**Work instructions:** Go through the data below. Pull out every line that has the word "scheme".

[Records shown Boundary: Start]

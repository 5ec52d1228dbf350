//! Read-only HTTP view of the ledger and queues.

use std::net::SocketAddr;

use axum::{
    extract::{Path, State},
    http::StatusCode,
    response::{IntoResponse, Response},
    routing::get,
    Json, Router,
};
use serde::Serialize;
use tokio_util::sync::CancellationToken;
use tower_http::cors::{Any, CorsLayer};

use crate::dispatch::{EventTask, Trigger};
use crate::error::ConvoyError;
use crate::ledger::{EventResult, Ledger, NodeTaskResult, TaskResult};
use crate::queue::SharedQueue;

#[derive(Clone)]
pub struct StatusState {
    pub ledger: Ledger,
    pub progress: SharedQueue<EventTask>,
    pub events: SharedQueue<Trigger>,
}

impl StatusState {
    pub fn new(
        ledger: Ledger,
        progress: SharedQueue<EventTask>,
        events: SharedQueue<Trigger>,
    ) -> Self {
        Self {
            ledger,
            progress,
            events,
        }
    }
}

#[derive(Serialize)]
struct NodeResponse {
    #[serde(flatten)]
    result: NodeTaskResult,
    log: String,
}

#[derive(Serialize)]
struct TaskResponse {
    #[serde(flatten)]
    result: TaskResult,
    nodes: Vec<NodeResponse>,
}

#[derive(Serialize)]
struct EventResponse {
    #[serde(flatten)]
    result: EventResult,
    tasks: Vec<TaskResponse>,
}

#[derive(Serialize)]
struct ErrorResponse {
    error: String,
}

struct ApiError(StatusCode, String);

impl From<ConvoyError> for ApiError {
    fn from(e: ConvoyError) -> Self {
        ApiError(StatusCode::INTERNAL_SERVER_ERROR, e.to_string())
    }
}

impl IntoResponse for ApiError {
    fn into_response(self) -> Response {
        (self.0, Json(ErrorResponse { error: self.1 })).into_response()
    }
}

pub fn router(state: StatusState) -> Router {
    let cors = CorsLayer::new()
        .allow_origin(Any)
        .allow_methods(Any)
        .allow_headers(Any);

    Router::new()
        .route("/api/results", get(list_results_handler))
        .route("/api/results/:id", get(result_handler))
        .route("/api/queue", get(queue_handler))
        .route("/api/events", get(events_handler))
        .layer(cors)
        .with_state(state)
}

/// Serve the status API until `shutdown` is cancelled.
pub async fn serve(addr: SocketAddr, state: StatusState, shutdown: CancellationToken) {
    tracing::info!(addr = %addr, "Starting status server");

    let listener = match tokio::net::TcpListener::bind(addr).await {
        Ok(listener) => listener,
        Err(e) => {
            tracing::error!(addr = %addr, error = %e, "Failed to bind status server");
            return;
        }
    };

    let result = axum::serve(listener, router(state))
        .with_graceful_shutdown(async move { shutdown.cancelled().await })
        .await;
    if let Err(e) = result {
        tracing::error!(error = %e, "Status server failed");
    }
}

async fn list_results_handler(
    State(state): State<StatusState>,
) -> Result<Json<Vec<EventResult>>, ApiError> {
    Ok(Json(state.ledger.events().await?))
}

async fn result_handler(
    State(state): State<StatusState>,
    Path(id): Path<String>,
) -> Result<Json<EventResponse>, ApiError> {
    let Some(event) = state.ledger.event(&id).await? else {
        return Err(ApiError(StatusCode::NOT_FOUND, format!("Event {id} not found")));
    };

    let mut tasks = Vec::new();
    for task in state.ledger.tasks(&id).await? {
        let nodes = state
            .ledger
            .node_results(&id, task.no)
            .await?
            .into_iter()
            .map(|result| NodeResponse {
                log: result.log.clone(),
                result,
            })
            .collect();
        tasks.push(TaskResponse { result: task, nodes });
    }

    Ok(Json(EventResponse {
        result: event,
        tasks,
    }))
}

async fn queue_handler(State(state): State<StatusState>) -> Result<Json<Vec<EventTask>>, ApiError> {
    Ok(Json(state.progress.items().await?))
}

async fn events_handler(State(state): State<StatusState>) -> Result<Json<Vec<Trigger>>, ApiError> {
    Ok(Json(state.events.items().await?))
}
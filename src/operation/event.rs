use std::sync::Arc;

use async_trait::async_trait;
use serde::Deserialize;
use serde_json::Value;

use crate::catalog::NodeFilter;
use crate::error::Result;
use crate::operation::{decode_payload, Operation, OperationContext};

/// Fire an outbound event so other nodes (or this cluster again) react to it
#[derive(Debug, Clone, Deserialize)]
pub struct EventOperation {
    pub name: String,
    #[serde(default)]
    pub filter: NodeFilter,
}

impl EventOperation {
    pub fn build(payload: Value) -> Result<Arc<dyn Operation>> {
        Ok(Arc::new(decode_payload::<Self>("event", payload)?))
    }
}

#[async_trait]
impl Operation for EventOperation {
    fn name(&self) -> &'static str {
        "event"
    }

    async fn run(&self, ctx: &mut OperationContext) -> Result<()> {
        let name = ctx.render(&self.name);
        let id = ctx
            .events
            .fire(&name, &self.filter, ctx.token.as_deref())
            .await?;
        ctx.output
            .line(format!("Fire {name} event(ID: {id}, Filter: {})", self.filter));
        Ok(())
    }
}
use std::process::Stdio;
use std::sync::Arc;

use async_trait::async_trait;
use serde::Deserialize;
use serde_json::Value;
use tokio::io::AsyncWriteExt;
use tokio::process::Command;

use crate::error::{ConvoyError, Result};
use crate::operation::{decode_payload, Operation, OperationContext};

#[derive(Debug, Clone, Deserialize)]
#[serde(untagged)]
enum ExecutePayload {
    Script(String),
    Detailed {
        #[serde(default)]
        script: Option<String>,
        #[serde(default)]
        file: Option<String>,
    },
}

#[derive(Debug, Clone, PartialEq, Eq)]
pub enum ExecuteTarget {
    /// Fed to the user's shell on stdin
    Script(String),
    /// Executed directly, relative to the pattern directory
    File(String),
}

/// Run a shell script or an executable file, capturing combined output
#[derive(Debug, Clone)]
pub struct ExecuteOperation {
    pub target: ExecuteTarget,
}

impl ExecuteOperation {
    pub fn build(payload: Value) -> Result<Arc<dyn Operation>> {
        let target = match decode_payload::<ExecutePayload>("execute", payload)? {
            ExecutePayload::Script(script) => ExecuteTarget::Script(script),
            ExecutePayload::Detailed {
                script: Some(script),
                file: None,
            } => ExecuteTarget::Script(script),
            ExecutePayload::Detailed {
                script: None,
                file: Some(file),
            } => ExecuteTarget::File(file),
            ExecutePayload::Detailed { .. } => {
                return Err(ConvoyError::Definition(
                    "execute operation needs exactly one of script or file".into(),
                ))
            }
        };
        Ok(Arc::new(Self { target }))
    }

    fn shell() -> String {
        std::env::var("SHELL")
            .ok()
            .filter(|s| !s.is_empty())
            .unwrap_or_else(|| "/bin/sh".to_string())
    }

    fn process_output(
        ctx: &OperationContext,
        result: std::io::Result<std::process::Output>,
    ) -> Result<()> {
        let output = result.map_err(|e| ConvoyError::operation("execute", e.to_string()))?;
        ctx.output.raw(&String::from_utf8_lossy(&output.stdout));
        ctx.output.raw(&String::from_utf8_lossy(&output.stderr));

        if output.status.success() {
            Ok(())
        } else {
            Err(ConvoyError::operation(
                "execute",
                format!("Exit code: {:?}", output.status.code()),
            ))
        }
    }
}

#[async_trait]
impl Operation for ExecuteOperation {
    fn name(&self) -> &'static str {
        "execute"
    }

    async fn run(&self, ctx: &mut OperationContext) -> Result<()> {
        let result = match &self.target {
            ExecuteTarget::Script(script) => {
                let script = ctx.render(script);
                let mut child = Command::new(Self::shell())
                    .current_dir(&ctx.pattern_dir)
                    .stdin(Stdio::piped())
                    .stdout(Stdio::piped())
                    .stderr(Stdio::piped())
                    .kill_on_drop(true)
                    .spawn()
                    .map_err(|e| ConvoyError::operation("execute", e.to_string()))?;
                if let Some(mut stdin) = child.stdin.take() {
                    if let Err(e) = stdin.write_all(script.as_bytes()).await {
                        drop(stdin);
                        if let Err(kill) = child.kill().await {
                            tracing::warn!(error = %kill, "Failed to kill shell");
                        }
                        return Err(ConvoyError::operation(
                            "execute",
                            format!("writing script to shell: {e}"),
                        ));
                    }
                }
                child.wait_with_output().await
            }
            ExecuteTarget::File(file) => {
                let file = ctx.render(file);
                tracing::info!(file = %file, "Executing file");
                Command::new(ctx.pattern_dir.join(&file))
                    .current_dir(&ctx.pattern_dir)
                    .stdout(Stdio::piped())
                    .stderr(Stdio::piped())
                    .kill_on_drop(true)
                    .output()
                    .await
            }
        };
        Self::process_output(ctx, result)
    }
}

[Records shown Boundary: End]
[Records shown Boundary: Start]

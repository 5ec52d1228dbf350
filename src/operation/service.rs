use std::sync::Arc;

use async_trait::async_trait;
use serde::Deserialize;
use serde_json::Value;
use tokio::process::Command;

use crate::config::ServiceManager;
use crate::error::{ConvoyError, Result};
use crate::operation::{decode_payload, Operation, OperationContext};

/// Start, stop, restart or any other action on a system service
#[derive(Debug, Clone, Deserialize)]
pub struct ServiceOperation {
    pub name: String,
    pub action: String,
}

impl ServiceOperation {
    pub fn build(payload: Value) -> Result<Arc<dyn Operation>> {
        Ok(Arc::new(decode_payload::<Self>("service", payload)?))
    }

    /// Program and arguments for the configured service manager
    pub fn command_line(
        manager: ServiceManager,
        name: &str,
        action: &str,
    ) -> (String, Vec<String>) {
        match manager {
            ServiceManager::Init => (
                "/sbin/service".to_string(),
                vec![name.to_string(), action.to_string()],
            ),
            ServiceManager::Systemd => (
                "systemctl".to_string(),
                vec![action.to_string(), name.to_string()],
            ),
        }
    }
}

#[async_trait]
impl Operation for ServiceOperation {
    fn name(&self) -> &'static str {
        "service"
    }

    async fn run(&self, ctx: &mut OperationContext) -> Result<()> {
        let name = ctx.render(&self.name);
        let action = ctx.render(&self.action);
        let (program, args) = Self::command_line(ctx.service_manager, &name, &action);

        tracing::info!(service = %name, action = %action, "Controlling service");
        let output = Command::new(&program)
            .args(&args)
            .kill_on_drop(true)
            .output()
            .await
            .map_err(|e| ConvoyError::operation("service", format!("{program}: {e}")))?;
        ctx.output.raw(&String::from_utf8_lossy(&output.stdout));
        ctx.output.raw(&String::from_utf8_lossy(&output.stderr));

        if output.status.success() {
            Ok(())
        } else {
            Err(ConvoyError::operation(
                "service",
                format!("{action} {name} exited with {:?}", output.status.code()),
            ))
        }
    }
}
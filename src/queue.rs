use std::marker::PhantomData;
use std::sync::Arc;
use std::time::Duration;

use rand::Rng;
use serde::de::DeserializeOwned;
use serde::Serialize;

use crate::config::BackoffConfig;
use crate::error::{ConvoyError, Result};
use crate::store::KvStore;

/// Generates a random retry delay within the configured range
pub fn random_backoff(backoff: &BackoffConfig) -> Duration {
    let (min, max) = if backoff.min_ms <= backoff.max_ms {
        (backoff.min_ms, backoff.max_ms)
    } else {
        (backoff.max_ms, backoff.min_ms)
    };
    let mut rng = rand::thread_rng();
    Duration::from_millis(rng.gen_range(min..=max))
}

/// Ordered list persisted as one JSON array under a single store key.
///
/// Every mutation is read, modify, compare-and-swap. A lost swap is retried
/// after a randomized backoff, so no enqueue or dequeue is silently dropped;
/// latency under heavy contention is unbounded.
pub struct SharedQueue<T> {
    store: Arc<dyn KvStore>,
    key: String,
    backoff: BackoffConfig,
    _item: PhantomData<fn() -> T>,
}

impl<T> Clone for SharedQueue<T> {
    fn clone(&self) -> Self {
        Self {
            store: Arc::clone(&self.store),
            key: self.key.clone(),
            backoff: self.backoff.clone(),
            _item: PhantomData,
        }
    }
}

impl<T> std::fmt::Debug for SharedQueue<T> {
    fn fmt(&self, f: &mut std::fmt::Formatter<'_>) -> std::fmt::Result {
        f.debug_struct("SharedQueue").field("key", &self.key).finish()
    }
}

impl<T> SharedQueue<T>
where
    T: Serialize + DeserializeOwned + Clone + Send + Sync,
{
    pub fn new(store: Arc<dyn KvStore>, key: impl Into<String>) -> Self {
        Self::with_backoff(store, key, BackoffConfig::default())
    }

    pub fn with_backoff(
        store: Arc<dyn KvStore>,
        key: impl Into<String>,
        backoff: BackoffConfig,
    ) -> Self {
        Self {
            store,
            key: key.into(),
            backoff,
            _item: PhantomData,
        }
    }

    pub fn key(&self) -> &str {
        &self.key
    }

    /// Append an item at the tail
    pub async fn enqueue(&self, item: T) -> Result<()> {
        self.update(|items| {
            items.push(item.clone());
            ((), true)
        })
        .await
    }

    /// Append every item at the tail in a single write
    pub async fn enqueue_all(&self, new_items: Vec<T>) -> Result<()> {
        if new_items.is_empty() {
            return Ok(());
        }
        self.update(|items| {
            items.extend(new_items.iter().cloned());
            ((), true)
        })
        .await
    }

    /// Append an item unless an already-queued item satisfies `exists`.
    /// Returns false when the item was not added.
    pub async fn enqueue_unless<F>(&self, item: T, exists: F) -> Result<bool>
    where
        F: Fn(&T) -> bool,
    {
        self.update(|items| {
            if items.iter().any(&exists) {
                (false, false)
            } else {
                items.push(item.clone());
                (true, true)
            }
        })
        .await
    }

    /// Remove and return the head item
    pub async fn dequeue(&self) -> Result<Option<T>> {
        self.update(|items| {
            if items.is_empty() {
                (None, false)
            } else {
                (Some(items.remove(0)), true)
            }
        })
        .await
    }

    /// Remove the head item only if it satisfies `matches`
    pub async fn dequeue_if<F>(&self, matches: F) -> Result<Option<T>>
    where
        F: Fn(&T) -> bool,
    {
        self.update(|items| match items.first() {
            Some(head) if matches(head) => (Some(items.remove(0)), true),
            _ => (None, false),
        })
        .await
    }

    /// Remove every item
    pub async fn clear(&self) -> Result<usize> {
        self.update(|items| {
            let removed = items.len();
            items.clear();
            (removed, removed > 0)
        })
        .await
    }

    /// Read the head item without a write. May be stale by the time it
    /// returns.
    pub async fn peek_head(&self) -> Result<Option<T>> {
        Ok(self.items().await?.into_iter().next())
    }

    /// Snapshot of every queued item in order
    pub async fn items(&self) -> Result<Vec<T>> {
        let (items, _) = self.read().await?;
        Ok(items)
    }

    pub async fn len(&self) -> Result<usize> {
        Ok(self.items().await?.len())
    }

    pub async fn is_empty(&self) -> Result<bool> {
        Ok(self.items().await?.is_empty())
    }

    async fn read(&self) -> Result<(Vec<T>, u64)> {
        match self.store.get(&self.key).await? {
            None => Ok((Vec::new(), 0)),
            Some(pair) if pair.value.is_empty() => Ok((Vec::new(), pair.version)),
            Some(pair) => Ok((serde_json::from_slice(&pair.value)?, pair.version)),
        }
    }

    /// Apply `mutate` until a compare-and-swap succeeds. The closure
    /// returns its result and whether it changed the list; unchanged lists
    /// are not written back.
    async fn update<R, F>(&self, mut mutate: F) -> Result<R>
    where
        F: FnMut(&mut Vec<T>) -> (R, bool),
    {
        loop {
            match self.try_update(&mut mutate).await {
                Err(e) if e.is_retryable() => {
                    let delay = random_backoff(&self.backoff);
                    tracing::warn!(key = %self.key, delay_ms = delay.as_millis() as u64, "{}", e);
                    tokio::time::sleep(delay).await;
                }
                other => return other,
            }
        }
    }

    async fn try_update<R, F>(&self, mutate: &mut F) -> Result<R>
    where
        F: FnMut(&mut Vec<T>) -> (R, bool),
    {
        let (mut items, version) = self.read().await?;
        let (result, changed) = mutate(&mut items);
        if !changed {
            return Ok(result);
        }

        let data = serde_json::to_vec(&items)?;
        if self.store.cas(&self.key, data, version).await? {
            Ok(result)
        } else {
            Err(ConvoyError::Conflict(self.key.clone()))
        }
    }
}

[Records shown Boundary: End]
[Records shown Boundary: Start]

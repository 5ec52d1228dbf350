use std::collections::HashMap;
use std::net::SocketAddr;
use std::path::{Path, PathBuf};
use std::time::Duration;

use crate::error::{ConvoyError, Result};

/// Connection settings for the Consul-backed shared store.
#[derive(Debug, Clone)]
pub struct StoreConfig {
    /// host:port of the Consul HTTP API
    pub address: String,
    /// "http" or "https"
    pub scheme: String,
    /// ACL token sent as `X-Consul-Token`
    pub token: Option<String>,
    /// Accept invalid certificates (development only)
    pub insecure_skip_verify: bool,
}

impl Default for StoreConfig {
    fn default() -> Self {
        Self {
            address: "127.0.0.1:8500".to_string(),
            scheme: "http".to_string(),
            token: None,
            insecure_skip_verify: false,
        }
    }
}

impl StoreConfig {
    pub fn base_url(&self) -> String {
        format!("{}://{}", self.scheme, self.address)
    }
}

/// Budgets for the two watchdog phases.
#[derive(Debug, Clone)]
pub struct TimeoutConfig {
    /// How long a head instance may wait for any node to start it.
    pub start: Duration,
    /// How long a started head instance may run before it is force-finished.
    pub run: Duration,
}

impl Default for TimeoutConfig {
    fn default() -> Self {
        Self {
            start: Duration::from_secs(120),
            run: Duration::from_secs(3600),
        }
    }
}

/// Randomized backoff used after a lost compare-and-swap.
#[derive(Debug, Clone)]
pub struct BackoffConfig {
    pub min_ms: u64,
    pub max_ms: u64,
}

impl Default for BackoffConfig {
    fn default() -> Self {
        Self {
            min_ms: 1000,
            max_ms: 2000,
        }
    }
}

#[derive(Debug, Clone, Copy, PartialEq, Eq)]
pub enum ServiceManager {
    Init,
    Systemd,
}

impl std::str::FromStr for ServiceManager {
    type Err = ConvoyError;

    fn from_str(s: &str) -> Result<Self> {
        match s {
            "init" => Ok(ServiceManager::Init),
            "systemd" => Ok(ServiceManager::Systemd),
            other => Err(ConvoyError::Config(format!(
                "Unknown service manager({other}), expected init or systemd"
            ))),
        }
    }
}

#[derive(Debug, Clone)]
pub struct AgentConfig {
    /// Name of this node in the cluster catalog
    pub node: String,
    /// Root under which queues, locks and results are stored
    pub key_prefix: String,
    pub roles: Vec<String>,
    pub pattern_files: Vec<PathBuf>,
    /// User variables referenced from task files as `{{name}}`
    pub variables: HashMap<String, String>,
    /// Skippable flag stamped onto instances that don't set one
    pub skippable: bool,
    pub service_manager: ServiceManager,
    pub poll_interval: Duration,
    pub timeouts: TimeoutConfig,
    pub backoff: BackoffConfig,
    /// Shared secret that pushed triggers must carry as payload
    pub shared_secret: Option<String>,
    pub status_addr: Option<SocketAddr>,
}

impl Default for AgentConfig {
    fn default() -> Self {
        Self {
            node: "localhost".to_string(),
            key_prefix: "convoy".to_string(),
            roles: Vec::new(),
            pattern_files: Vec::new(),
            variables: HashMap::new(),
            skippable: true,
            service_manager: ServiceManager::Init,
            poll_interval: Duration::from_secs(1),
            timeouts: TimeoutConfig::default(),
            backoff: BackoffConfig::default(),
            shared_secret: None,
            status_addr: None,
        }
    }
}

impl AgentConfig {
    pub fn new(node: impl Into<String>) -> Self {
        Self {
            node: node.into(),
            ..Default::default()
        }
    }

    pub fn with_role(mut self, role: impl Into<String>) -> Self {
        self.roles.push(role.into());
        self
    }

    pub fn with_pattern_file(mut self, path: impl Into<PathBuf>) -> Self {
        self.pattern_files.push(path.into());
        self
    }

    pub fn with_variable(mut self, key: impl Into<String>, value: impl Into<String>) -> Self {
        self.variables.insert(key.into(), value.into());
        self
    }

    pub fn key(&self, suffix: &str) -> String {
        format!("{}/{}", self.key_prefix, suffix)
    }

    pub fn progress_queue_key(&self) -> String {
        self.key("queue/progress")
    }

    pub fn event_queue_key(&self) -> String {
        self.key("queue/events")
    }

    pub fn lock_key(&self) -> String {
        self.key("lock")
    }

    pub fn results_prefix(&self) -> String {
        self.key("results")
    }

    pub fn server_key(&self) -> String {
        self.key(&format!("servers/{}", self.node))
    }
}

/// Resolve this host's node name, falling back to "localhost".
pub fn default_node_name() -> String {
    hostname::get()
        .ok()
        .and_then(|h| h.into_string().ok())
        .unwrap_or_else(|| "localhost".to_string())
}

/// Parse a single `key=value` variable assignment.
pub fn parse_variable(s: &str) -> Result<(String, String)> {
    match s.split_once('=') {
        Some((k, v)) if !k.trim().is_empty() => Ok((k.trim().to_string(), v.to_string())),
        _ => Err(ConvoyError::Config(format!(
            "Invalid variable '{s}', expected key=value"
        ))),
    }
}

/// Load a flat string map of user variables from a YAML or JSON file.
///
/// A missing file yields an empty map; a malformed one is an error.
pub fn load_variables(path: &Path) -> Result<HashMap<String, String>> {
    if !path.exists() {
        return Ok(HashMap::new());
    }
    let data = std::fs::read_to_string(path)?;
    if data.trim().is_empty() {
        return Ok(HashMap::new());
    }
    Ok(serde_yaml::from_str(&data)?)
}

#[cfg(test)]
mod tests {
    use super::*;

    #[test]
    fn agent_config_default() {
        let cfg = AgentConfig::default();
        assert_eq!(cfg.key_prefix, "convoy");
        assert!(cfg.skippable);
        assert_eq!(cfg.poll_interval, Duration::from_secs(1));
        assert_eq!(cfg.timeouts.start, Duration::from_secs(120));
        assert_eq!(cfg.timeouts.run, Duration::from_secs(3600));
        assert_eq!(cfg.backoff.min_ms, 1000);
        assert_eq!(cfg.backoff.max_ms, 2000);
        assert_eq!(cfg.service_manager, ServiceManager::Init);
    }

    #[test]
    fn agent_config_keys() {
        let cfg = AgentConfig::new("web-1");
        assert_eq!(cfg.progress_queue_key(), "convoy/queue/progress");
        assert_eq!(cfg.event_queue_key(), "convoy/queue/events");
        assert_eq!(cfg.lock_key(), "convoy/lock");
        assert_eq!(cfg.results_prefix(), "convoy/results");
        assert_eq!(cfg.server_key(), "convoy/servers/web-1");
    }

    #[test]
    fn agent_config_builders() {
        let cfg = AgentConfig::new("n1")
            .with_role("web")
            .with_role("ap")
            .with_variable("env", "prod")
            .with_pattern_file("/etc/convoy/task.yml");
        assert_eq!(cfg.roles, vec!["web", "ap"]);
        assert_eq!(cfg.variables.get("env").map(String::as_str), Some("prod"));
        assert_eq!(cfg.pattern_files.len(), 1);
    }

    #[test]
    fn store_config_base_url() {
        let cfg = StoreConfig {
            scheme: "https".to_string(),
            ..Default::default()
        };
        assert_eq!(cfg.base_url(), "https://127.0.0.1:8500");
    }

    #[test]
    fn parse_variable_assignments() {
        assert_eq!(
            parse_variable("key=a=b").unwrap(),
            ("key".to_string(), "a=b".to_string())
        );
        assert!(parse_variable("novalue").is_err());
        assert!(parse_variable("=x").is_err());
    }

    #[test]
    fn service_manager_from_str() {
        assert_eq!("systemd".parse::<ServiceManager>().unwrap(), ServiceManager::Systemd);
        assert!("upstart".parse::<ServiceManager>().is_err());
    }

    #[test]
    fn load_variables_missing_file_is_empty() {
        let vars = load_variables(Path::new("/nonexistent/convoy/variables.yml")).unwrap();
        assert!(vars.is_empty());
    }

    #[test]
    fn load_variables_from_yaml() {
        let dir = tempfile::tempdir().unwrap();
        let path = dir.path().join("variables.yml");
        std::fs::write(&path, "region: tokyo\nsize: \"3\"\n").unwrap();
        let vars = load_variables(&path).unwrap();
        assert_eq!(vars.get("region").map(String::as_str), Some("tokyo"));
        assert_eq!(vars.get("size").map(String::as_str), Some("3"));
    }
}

[Records shown Boundary: End]

**Solved problem:**
    pub scheme: String,
            scheme: "http".to_string(),
        format!("{}://{}", self.scheme, self.address)
            scheme: "https".to_string(),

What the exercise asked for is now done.